Kamp-Whittaker is using the NSF SPARC Grant to develop a ArcGIS StoryMap about the history and archeology of the Granada Relocation Center National Historic Landmark, a WWII Japanese American internment camp also called Amache.

“The NSF SPARC grant is actually a publication grant and it is a grant that I was solicited to submit by the University of Arkansas Center for Advanced Spatial Technologies and they are a research branch at that university that works a lot with archeologists and researchers to think about how we can take our research and connect it to spatial dimension,” Kamp-Whittaker said.

Within the Amache project, she learned about Japanese-Americans families who were moved out of their homes to relocation centers during WWII. Understanding their struggles helped her understand how the community rebuilt everything they had.

“They’re removed from their homes, their livelihoods, their daily lives and they’re sent to these relocation centers, these concentration camps centers. And then they have to rebuild, right? You have to rebuild your community, you have to use your individual and social agency, to recreate a place that you want to live and you can live,” Kamp-Whittaker said.

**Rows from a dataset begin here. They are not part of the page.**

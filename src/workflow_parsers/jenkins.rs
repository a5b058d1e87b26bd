//! Hierarchical Jenkins console-output parser. Declarative/scripted
//! pipelines bracket stages with `[Pipeline] { (Name)` / `[Pipeline] }` and
//! each `sh` step echoes its command as `+ command` before the command's
//! own output; this is the transcript shape spec.md §4.5 names command
//! extraction against, so unlike `github_actions.rs`/`gitlab_ci.rs`/
//! `drone.rs` (which never delegate — they emit one event per line), this
//! parser resolves a tool parser by matching the echoed command against
//! registered `CommandPattern`s.

use crate::common::map_level_to_severity;
use crate::model::{ValidationEvent, ValidationEventStatus, ValidationEventType};
use crate::registry::ToolParserRegistry;
use crate::workflow::{create_base_event, WorkflowParser};
use once_cell::sync::Lazy;
use regex::Regex;

static STAGE_START_RE: Lazy<Regex> = Lazy::new(|| Regex::new(r"^\[Pipeline\] \{ \((?P<name>[^)]+)\)").unwrap());
static STAGE_END_RE: Lazy<Regex> = Lazy::new(|| Regex::new(r"^\[Pipeline\] \}").unwrap());
static COMMAND_RE: Lazy<Regex> = Lazy::new(|| Regex::new(r"^\+ (?P<cmd>.*)$").unwrap());
static BRACKET_RE: Lazy<Regex> = Lazy::new(|| Regex::new(r"^\[(?P<level>ERROR|WARNING)\]\s*(?P<msg>.*)$").unwrap());

pub struct JenkinsParser;

impl JenkinsParser {
    fn parse_stage(
        &self,
        body: &str,
        stage_name: &str,
        job_id: &str,
        stage_id: &str,
        registry: &ToolParserRegistry,
        events: &mut Vec<ValidationEvent>,
    ) {
        let lines: Vec<&str> = body.lines().collect();
        let mut i = 0;
        let mut step_index = 0;
        let mut stage_status = (ValidationEventStatus::Pass, "info");

        while i < lines.len() {
            if let Some(caps) = BRACKET_RE.captures(lines[i]) {
                let (status, sev) = map_level_to_severity(&caps["level"]);
                if status == ValidationEventStatus::Error {
                    stage_status = (status, sev);
                }
                let mut e = create_base_event("jenkins", ValidationEventType::BuildError, "jenkins", 3);
                e.scope = "pipeline".to_string();
                e.group = "main-build".to_string();
                e.group_id = job_id.to_string();
                e.unit = stage_name.to_string();
                e.unit_id = stage_id.to_string();
                e.parent_id = stage_id.to_string();
                e.message = caps["msg"].to_string();
                e.set_outcome(status, sev);
                events.push(e);
                i += 1;
                continue;
            }

            let Some(caps) = COMMAND_RE.captures(lines[i]) else {
                i += 1;
                continue;
            };
            let command = caps["cmd"].to_string();
            let step_id = format!("{stage_id}-step-{step_index}");
            step_index += 1;
            let mut end = lines.len();
            for (offset, later) in lines.iter().enumerate().skip(i + 1) {
                if COMMAND_RE.is_match(later) || STAGE_END_RE.is_match(later) {
                    end = offset;
                    break;
                }
            }
            let output = lines[i + 1..end].join("\n");

            if let Some(parser) = registry.find_parser_by_command(&command) {
                let mut step_event = create_base_event("jenkins", ValidationEventType::DebugInfo, "jenkins", 3);
                step_event.scope = "pipeline".to_string();
                step_event.group = "main-build".to_string();
                step_event.group_id = job_id.to_string();
                step_event.unit = stage_name.to_string();
                step_event.unit_id = step_id.clone();
                step_event.parent_id = stage_id.to_string();
                step_event.message = format!("command: {command}");
                step_event.set_outcome(ValidationEventStatus::Pass, "");
                events.push(step_event);

                for mut delegated in parser.parse(&output) {
                    if delegated.status == ValidationEventStatus::Error {
                        stage_status = (ValidationEventStatus::Error, "error");
                    }
                    delegated.scope = "pipeline".to_string();
                    delegated.group = "main-build".to_string();
                    delegated.group_id = job_id.to_string();
                    delegated.unit = stage_name.to_string();
                    delegated.unit_id = stage_id.to_string();
                    delegated.subunit = parser.name().to_string();
                    delegated.parent_id = step_id.clone();
                    delegated.workflow_type = "jenkins".to_string();
                    delegated.hierarchy_level = 4;
                    delegated.structured_data = parser.name().to_string();
                    events.push(delegated);
                }
            }
            i = end;
        }

        let mut stage_event = create_base_event("jenkins", ValidationEventType::Summary, "jenkins", 2);
        stage_event.scope = "pipeline".to_string();
        stage_event.group = "main-build".to_string();
        stage_event.group_id = job_id.to_string();
        stage_event.unit = stage_name.to_string();
        stage_event.unit_id = stage_id.to_string();
        stage_event.parent_id = job_id.to_string();
        stage_event.message = format!("stage: {stage_name}");
        stage_event.set_outcome(stage_status.0, stage_status.1);
        events.insert(0, stage_event);
    }
}

impl WorkflowParser for JenkinsParser {
    fn can_parse(&self, content: &str) -> bool {
        content.contains("Started by")
            || content.contains("Finished: SUCCESS")
            || content.contains("Finished: FAILURE")
    }

    fn parse_workflow_log(&self, content: &str, registry: &ToolParserRegistry) -> Vec<ValidationEvent> {
        let job_id = "job-0".to_string();
        let mut events = Vec::new();
        let lines: Vec<&str> = content.lines().collect();
        let mut i = 0;
        let mut stage_index = 0;
        while i < lines.len() {
            let Some(caps) = STAGE_START_RE.captures(lines[i]) else {
                i += 1;
                continue;
            };
            let stage_name = caps["name"].to_string();
            let stage_id = format!("{job_id}-stage-{stage_index}");
            stage_index += 1;
            let start = i;
            let mut end = lines.len();
            for (offset, later) in lines.iter().enumerate().skip(i + 1) {
                if STAGE_END_RE.is_match(later) {
                    end = offset;
                    break;
                }
            }
            let body = lines[start + 1..end.min(lines.len())].join("\n");
            self.parse_stage(&body, &stage_name, &job_id, &stage_id, registry, &mut events);
            i = end + 1;
        }

        let mut summary = create_base_event("jenkins", ValidationEventType::Summary, "jenkins", 1);
        summary.scope = "pipeline".to_string();
        summary.group = "main-build".to_string();
        summary.group_id = job_id.clone();
        summary.parent_id = String::new();
        if content.contains("Finished: FAILURE") {
            summary.message = "build finished: FAILURE".to_string();
            summary.set_outcome(ValidationEventStatus::Error, "error");
        } else {
            summary.message = "build finished: SUCCESS".to_string();
            summary.set_outcome(ValidationEventStatus::Pass, "");
        }
        events.push(summary);

        events
    }

    fn format_name(&self) -> &'static str {
        "jenkins"
    }

    fn name(&self) -> &'static str {
        "jenkins"
    }

    fn priority(&self) -> i32 {
        130
    }
}

#[cfg(test)]
mod tests {
    use super::*;
    use crate::registry::Registries;

    #[test]
    fn delegates_by_echoed_command_spec_scenario_s4() {
        let regs = Registries::bootstrap();
        let content = concat!(
            "Started by user admin\n",
            "[Pipeline] { (Lint)\n",
            "+ eslint --format=json src/\n",
            "[{\"filePath\":\"/a.js\",\"messages\":[{\"ruleId\":\"r\",\"severity\":2,\"message\":\"m\",\"line\":1,\"column\":1}]}]\n",
            "[Pipeline] }\n",
            "Finished: FAILURE\n",
        );
        let parser = JenkinsParser;
        assert!(parser.can_parse(content));
        let events = parser.parse_workflow_log(content, &regs.tools);
        assert!(events.iter().all(|e| e.group == "main-build"));
        let delegated = events.iter().find(|e| e.subunit == "eslint").expect("delegated event");
        assert_eq!(delegated.hierarchy_level, 4);
        let step_line = events
            .iter()
            .find(|e| e.hierarchy_level == 3 && e.unit_id == delegated.parent_id)
            .expect("step-line event satisfying invariant 6 exists");
        assert_eq!(step_line.unit_id, delegated.parent_id);
        assert!(events.iter().any(|e| e.hierarchy_level == 1 && e.status == ValidationEventStatus::Error));
    }
}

The Amache project helped archeologists like Kamp-Whittaker research how Japanese-Americans placed in relocation centers accessed materials to continue their daily lives.

Kamp-Whittaker’s initial research is aimed to learn more about children at the site through the Amache project.

“I decided I wanted to research children at the site in order to create a museum exhibit and some interpretive materials to talk about this history, but for children and the experiences of children,” she said.

As for the American Philosophical Society Franklin Research Grant, Kamp-Whittaker plans to visit two repositories, one in California and one in Idaho, and observe collections excavated from Urban areas. These collections include children’s toys dated between 1880 and 1940.

“The goal of that project is to start using these existing collections so other archaeologists can reanalyze them and think about them in slightly different ways. To think about gathering new data from existing evidence, as researchers, especially archaeologists, it’s important for us to do, and think about how we do not necessarily create new collections for the research questions we have,” she said.

Throughout her career, Kamp-Whittaker has sought to understand how people interact.

“My Ph.D. research and my Master’s research have all touched on understanding how we interact with each other, how we support each other, how we come together to have social bonds,” she said.

Kamp-Whittaker said that it is challenging talking to people about the difficult times in history and keeping it accurate while avoiding contradicting details. Nevertheless, she finds it rewarding.

“I think the most rewarding part is working with people at the site. So bringing back families and showing them where their families were incarcerated,” Kamp-Whittaker said.

Images: The modern photograph shows a reconstructed residential barrack placed on the historic foundation and a reconstructed guard tower, also in the original location. In the background is the original water tower, which was a major landmark since it could be seen from miles away.

The layout of Amache Block when people first arrived, taken from the water tower.